Published in Tricep Exercises 3 mins read

Tricep dips are a great exercise for building upper body strength. Here's how to perform them correctly, incorporating the details provided in the reference:

Step-by-step Guide to Tricep Dips

Here's a detailed breakdown of how to do a tricep dip:

  1. Starting Position: Find a stable surface like dip bars, a sturdy chair, or a bench.
  2. Hand Placement: Grip the edges of the surface with your hands shoulder-width apart.
  3. Body Positioning:
    • Jump: Jump to lock out your arms, ensuring your wrists, elbows, and shoulders are aligned in a straight line. This stacks your joints for optimal stability and strength application.
    • Legs: Cross your ankles behind you. This helps with stability and reduces the need to engage other leg muscles.
    • Shoulders: Pull your shoulders back and down. This helps to engage the correct muscles and prevent injury.
    • Lean: Lean forward slightly. This subtle lean helps target the triceps more effectively.
  4. Lowering Phase: Slowly bend your elbows, lowering your body towards the floor. Keep your elbows tucked in, and try to go as low as you can comfortably without compromising your form.
  5. Pushing Phase: Push through your hands and straighten your arms to return to the starting position. Focus on engaging your triceps to drive the movement.

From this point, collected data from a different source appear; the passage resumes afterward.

//! Admin command types and parsing.
//!
//! Maps command names to the closed set of admin commands and turns raw
//! command arguments into typed commands. Also holds the texts sent back to
//! the admin.

use std::fmt;

pub const CLEAR_USAGE: &str = "Use it this way: `/clear 31416 27183`";
pub const PAY_USAGE: &str =
    "Please specify Telegram ID and bonus amount like this: `/pay 31416 10 Thanks!`";
pub const PAY_SUCCESS: &str = "Success.";

/// Names of the commands only admins may run.
#[derive(Debug, Clone, Copy, PartialEq, Eq, Hash)]
pub enum AdminCommandName {
    Clear,
    Pay,
}

const COMMAND_NAMES: &[(&str, AdminCommandName)] = &[
    ("clear", AdminCommandName::Clear),
    ("pay", AdminCommandName::Pay),
];

impl AdminCommandName {
    /// Looks up an admin command by name, ignoring case.
    pub fn from_name(name: &str) -> Option<Self> {
        COMMAND_NAMES
            .iter()
            .find(|(n, _)| n.eq_ignore_ascii_case(name))
            .map(|(_, cmd)| *cmd)
    }

    fn as_str(&self) -> &'static str {
        match self {
            AdminCommandName::Clear => "clear",
            AdminCommandName::Pay => "pay",
        }
    }
}

impl fmt::Display for AdminCommandName {
    fn fmt(&self, f: &mut fmt::Formatter<'_>) -> fmt::Result {
        f.write_str(self.as_str())
    }
}

/// A validated admin command.
#[derive(Debug, Clone, PartialEq, Eq)]
pub enum AdminCommand {
    /// End the stranger's current talk
    Clear { telegram_id: i64 },
    /// Credit bonus points to a stranger
    Pay {
        telegram_id: i64,
        amount: i64,
        reason: String,
    },
}

/// Arguments that could not be turned into a command.
#[derive(Debug, Clone, PartialEq, Eq)]
pub enum ArgumentError {
    /// `clear` got something that is not a Telegram ID
    InvalidTelegramId(String),
    /// `pay` is missing its ID or amount, or they are not integers
    MalformedPay,
}

impl ArgumentError {
    /// Notifications explaining the rejection, in sending order.
    pub fn notifications(&self) -> Vec<String> {
        match self {
            ArgumentError::InvalidTelegramId(raw) => vec![
                format!("Is it really telegram_id: \"{}\"?", raw),
                CLEAR_USAGE.to_string(),
            ],
            ArgumentError::MalformedPay => vec![PAY_USAGE.to_string()],
        }
    }
}

impl AdminCommand {
    /// Builds the command `name` from its raw arguments.
    pub fn parse(name: AdminCommandName, args: Option<&str>) -> Result<Self, ArgumentError> {
        match name {
            AdminCommandName::Clear => parse_clear(args),
            AdminCommandName::Pay => parse_pay(args),
        }
    }
}

fn parse_clear(args: Option<&str>) -> Result<AdminCommand, ArgumentError> {
    let raw = args.unwrap_or_default();
    let telegram_id = raw
        .trim()
        .parse()
        .map_err(|_| ArgumentError::InvalidTelegramId(raw.to_string()))?;

    Ok(AdminCommand::Clear { telegram_id })
}

fn parse_pay(args: Option<&str>) -> Result<AdminCommand, ArgumentError> {
    let mut tokens = args.ok_or(ArgumentError::MalformedPay)?.split_whitespace();

    let telegram_id = tokens
        .next()
        .and_then(|t| t.parse().ok())
        .ok_or(ArgumentError::MalformedPay)?;
    let amount = tokens
        .next()
        .and_then(|t| t.parse().ok())
        .ok_or(ArgumentError::MalformedPay)?;
    let reason = tokens.collect::<Vec<_>>().join(" ");

    Ok(AdminCommand::Pay {
        telegram_id,
        amount,
        reason,
    })
}

pub fn cleared(telegram_id: i64) -> String {
    format!("Stranger {} was cleared", telegram_id)
}

pub fn clear_not_found(telegram_id: i64, error: impl fmt::Display) -> String {
    format!("Stranger {} wasn't found: {}", telegram_id, error)
}

pub fn pay_not_found(error: impl fmt::Display) -> String {
    format!("Stranger wasn't found: {}", error)
}

#[cfg(test)]
mod tests {
    use super::*;

    #[test]
    fn test_command_name_lookup() {
        assert_eq!(AdminCommandName::from_name("clear"), Some(AdminCommandName::Clear));
        assert_eq!(AdminCommandName::from_name("PAY"), Some(AdminCommandName::Pay));
        assert_eq!(AdminCommandName::from_name("begin"), None);
        assert_eq!(AdminCommandName::from_name(""), None);
    }

    #[test]
    fn test_command_name_display_matches_lookup() {
        for name in [AdminCommandName::Clear, AdminCommandName::Pay] {
            assert_eq!(AdminCommandName::from_name(&name.to_string()), Some(name));
        }
        assert_eq!(AdminCommandName::Pay.to_string(), "pay");
    }

    #[test]
    fn test_parse_clear() {
        let cmd = AdminCommand::parse(AdminCommandName::Clear, Some(" 31416 ")).unwrap();
        assert_eq!(cmd, AdminCommand::Clear { telegram_id: 31416 });
    }

    #[test]
    fn test_parse_clear_invalid() {
        let err = AdminCommand::parse(AdminCommandName::Clear, Some("foo")).unwrap_err();
        assert_eq!(err, ArgumentError::InvalidTelegramId("foo".to_string()));
        assert_eq!(
            err.notifications(),
            vec![
                "Is it really telegram_id: \"foo\"?".to_string(),
                CLEAR_USAGE.to_string()
            ]
        );

        // Several IDs are not one ID
        let err = AdminCommand::parse(AdminCommandName::Clear, Some("31416 27183")).unwrap_err();
        assert_eq!(err, ArgumentError::InvalidTelegramId("31416 27183".to_string()));

        let err = AdminCommand::parse(AdminCommandName::Clear, None).unwrap_err();
        assert_eq!(err, ArgumentError::InvalidTelegramId(String::new()));
    }

    #[test]
    fn test_parse_pay() {
        let cmd =
            AdminCommand::parse(AdminCommandName::Pay, Some("31416 27183  foo   gratitude"))
                .unwrap();
        assert_eq!(
            cmd,
            AdminCommand::Pay {
                telegram_id: 31416,
                amount: 27183,
                reason: "foo gratitude".to_string()
            }
        );

        let cmd = AdminCommand::parse(AdminCommandName::Pay, Some("31416 10")).unwrap();
        assert_eq!(
            cmd,
            AdminCommand::Pay {
                telegram_id: 31416,
                amount: 10,
                reason: String::new()
            }
        );
    }

    #[test]
    fn test_parse_pay_malformed() {
        for args in [None, Some("foo"), Some("31416"), Some("31416 ten"), Some("")] {
            let err = AdminCommand::parse(AdminCommandName::Pay, args).unwrap_err();
            assert_eq!(err, ArgumentError::MalformedPay);
            assert_eq!(err.notifications(), vec![PAY_USAGE.to_string()]);
        }
    }

    #[test]
    fn test_notification_texts() {
        assert_eq!(cleared(31416), "Stranger 31416 was cleared");
        assert_eq!(
            clear_not_found(31416, "gone"),
            "Stranger 31416 wasn't found: gone"
        );
        assert_eq!(pay_not_found("gone"), "Stranger wasn't found: gone");
    }
}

Additional Tips for Proper Tricep Dips

  • Control: Keep the movement controlled, avoiding quick or jerky motions.
  • Breathing: Inhale as you lower your body and exhale as you push back up.
  • Progression: If bodyweight dips are too difficult, try using an assisted dip machine or start with bench dips (feet on the ground) to build strength.
  • Safety: Ensure the surface you are using is stable and secure to prevent accidents.
Step Description
Starting Position Hands on the surface, shoulder-width apart.
Jump and Align Lock arms, stack wrists, elbows, and shoulders in a line.
Legs and Shoulders Cross ankles; pull shoulders back and down, and lean forward slightly.
Lowering Lower body slowly, bending elbows.
Pushing Back Push back up, engaging triceps to return to start.

By following these steps, you can perform tricep dips effectively and safely to build strong and toned triceps.